* [Task statement]
Among the records, which lines hold the word "ListingRecord"? Pick them out.

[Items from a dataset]
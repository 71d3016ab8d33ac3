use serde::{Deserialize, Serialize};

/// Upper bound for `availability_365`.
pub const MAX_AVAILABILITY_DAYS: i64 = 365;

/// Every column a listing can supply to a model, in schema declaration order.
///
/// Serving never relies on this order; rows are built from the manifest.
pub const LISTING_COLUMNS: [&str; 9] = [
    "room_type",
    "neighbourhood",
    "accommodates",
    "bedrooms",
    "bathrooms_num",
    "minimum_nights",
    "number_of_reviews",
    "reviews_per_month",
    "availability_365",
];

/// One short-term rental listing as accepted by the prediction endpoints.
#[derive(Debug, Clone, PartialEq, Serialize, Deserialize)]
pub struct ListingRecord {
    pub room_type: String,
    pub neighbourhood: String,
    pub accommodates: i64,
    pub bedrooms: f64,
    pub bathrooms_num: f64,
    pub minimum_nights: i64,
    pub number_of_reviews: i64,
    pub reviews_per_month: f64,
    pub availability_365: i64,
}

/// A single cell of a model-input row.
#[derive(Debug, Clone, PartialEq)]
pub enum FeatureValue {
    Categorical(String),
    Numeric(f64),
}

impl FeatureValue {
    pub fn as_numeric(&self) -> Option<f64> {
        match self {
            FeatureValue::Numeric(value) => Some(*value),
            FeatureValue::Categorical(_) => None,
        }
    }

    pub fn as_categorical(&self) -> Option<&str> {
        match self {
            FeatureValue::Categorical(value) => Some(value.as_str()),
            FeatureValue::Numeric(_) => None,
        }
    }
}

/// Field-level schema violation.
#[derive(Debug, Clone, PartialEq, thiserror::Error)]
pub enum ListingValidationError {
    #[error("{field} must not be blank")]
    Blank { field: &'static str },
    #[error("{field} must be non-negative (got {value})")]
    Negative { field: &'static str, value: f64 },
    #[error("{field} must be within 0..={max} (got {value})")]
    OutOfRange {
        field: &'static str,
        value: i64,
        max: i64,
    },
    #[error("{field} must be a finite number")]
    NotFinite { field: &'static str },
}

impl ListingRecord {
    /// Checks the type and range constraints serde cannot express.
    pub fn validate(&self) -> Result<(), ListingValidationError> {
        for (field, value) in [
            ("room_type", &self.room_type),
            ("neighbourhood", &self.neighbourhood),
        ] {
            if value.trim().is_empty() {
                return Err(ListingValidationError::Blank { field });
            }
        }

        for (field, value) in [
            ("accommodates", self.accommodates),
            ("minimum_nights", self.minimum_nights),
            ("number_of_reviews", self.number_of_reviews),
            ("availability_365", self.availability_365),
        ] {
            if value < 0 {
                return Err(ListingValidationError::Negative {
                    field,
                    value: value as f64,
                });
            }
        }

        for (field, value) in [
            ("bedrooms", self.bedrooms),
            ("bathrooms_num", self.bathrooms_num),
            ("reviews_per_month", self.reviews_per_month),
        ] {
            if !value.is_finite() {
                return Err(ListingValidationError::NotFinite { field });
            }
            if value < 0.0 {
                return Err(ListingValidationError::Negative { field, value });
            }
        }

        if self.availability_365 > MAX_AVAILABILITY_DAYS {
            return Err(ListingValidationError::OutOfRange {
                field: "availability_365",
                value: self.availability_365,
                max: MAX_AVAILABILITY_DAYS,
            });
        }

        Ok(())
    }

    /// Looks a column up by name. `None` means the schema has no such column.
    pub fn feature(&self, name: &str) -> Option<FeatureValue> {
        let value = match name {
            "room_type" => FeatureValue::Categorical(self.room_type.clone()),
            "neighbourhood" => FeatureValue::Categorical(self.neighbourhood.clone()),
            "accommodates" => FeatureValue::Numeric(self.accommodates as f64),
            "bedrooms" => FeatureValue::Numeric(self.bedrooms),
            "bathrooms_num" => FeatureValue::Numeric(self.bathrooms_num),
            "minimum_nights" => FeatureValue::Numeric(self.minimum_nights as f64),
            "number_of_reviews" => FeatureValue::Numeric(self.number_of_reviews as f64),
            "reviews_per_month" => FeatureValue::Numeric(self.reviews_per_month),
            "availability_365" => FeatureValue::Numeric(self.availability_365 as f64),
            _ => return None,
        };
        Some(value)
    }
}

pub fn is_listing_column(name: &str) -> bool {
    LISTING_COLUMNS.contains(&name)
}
...
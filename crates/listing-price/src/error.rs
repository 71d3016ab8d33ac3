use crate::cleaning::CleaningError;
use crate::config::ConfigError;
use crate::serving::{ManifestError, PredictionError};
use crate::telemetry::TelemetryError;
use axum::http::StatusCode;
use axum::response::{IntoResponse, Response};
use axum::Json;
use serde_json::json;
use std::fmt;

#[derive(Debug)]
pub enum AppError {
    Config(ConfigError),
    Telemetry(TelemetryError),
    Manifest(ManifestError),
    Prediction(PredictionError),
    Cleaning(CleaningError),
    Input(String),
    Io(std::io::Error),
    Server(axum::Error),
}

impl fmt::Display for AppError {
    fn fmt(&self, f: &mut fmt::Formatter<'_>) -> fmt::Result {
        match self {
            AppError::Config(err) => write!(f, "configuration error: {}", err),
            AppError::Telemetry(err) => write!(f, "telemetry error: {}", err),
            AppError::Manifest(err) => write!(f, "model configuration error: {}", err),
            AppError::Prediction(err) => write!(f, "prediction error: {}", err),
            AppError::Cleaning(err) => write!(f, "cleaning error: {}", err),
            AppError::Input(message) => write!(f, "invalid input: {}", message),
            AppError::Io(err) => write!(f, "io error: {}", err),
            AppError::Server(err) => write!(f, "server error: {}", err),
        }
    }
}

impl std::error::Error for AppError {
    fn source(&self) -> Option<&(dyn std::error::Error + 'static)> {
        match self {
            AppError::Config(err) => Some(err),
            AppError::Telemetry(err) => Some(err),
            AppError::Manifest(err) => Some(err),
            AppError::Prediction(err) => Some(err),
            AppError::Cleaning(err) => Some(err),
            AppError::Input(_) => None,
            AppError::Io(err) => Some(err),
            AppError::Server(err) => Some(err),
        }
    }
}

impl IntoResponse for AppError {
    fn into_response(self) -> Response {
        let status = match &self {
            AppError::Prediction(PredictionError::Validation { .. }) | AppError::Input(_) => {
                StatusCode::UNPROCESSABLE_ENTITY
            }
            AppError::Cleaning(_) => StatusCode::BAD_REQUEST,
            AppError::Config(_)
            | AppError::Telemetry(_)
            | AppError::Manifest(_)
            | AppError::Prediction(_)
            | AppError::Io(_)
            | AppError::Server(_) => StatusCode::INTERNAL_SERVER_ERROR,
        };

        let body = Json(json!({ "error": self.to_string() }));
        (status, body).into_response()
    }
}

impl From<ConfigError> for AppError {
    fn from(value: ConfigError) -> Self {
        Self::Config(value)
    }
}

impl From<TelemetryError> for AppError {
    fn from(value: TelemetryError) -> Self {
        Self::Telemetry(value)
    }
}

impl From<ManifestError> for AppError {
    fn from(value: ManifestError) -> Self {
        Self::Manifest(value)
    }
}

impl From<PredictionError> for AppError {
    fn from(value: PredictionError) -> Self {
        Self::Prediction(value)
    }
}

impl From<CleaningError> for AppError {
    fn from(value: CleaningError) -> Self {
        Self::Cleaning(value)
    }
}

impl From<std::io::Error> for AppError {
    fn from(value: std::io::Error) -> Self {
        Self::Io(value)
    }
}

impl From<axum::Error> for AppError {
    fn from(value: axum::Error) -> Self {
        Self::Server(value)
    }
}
==
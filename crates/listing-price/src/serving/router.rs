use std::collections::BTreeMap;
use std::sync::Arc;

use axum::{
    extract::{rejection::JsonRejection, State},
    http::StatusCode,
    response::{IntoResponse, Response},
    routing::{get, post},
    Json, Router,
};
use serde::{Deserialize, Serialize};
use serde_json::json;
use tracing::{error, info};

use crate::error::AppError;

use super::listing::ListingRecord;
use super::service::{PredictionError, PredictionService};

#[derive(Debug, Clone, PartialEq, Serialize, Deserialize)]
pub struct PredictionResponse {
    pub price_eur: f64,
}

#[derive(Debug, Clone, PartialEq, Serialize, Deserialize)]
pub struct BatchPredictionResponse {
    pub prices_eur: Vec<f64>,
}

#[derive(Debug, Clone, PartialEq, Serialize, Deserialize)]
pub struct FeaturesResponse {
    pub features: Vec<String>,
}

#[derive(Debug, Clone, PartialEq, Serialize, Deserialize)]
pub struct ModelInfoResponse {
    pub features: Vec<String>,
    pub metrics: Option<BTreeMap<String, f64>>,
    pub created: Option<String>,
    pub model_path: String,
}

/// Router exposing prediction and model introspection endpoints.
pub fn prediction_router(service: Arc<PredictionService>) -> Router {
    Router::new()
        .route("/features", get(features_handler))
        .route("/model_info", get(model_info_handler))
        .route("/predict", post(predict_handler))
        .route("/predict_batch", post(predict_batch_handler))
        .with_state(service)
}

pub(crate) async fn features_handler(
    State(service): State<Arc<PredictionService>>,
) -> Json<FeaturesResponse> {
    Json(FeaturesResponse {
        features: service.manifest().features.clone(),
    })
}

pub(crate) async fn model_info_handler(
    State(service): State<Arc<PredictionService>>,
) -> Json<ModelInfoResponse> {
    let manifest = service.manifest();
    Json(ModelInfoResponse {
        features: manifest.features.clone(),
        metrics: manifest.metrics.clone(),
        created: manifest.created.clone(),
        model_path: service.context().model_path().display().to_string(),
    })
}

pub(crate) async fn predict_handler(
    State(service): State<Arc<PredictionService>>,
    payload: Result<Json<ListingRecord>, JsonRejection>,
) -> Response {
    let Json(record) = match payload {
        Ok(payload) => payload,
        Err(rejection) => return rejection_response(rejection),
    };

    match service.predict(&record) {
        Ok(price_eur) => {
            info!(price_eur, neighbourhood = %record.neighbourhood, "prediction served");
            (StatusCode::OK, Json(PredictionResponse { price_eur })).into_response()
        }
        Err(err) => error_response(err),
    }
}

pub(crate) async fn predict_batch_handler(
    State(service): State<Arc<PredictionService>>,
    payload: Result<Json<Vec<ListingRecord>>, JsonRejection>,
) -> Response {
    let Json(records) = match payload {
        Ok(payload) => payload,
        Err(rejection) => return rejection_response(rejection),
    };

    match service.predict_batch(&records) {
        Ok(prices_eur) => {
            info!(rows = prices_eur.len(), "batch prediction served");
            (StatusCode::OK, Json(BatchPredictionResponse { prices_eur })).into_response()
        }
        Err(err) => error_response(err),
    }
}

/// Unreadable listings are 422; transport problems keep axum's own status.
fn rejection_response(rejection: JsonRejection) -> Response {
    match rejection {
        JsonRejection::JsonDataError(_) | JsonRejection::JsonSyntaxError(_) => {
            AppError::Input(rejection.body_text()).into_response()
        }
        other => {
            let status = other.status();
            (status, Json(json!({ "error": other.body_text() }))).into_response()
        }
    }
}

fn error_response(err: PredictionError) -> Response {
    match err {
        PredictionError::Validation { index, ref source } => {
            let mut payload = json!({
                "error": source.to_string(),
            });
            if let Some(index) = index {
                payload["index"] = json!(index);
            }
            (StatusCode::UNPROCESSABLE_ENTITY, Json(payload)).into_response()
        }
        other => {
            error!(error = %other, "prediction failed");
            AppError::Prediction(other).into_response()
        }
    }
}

* [Answer to this problem]
pub struct ListingRecord {
impl ListingRecord {
use super::listing::ListingRecord;
    payload: Result<Json<ListingRecord>, JsonRejection>,
    payload: Result<Json<Vec<ListingRecord>>, JsonRejection>,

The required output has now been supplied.